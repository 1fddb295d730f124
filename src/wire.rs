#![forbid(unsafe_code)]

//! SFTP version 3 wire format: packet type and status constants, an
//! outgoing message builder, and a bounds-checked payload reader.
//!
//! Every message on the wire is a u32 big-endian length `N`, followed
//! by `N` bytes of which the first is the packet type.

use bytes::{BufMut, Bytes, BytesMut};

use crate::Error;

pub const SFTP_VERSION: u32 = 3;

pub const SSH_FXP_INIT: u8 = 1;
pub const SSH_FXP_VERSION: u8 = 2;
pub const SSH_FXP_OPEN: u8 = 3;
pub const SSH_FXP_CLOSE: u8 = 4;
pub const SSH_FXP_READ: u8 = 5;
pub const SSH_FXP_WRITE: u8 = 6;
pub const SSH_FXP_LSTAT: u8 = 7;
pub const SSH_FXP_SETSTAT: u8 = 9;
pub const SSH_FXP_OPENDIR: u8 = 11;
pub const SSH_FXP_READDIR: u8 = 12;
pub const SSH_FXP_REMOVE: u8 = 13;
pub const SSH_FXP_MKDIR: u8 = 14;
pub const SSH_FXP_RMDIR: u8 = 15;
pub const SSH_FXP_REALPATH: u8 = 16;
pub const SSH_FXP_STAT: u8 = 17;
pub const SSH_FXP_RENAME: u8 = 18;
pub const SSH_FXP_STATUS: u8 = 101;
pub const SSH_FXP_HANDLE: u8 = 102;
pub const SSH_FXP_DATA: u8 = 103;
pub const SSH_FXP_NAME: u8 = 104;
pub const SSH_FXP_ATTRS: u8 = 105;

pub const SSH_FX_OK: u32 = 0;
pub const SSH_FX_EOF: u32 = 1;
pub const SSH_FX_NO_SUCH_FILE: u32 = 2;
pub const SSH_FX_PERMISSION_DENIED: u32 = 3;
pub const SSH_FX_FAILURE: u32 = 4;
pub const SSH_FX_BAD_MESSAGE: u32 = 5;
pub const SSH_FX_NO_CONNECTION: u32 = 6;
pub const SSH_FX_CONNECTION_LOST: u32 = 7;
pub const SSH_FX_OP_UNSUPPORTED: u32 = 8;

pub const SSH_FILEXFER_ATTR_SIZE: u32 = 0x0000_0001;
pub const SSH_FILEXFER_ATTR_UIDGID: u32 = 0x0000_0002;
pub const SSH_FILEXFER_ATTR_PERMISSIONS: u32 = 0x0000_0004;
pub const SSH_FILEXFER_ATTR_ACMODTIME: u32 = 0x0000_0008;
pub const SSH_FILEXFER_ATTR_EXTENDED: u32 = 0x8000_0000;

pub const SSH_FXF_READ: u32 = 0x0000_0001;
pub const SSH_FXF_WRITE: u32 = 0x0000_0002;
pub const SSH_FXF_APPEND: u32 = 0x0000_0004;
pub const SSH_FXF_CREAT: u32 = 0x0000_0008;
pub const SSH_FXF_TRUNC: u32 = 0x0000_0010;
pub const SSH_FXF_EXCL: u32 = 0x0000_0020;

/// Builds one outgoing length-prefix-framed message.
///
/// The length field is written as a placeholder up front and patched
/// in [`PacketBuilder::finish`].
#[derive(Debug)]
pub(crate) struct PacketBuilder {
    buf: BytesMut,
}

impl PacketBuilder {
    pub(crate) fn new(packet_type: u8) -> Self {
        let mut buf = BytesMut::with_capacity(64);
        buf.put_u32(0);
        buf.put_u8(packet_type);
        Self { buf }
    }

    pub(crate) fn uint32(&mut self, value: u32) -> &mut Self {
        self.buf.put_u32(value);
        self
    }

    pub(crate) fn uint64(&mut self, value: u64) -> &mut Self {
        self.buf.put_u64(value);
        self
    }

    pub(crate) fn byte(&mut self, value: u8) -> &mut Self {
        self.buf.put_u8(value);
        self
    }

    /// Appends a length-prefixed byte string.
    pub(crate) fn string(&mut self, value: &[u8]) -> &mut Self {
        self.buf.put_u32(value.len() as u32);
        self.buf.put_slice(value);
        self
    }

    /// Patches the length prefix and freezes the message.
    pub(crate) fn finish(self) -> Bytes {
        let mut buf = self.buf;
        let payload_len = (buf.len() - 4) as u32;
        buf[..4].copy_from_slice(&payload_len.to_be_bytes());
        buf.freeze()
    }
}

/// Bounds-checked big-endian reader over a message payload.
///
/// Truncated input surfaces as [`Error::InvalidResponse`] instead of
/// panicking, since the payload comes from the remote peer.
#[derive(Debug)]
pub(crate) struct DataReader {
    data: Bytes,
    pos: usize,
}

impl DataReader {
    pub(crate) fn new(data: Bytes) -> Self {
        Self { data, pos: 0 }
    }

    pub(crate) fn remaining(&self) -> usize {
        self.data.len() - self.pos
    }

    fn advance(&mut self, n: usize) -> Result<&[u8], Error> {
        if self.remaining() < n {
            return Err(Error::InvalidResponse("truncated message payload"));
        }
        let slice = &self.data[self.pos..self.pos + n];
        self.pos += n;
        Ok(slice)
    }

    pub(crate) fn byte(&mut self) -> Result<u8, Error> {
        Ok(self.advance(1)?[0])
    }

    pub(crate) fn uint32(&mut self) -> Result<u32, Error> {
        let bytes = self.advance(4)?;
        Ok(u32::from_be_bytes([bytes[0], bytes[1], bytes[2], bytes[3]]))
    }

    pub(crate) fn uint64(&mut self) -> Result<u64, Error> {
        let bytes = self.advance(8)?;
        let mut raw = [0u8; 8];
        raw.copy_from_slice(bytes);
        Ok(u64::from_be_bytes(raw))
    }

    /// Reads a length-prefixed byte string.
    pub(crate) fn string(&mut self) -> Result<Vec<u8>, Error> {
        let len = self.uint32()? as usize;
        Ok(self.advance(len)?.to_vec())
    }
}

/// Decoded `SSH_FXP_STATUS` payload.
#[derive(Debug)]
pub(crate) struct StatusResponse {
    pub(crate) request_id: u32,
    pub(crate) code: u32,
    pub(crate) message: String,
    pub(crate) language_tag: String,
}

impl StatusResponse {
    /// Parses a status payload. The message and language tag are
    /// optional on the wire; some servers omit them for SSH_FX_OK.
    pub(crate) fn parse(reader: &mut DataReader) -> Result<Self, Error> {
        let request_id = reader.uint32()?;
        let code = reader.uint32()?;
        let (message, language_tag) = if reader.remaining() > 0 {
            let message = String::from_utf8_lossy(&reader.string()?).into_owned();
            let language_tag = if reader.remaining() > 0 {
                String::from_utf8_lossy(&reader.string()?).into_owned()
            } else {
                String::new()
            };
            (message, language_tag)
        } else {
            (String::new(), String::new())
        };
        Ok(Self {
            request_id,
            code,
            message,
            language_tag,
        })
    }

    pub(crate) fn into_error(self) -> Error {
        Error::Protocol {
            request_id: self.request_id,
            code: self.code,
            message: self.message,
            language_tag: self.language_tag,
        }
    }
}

§ **WHAT YOU ARE ASKED TO DO**: Where does the string "usize" appear in the records? Copy every line that holds it.

§ **OUTPUT FOR THIS EXERCISE**:
    pos: usize,
    pub(crate) fn remaining(&self) -> usize {
    fn advance(&mut self, n: usize) -> Result<&[u8], Error> {
        let len = self.uint32()? as usize;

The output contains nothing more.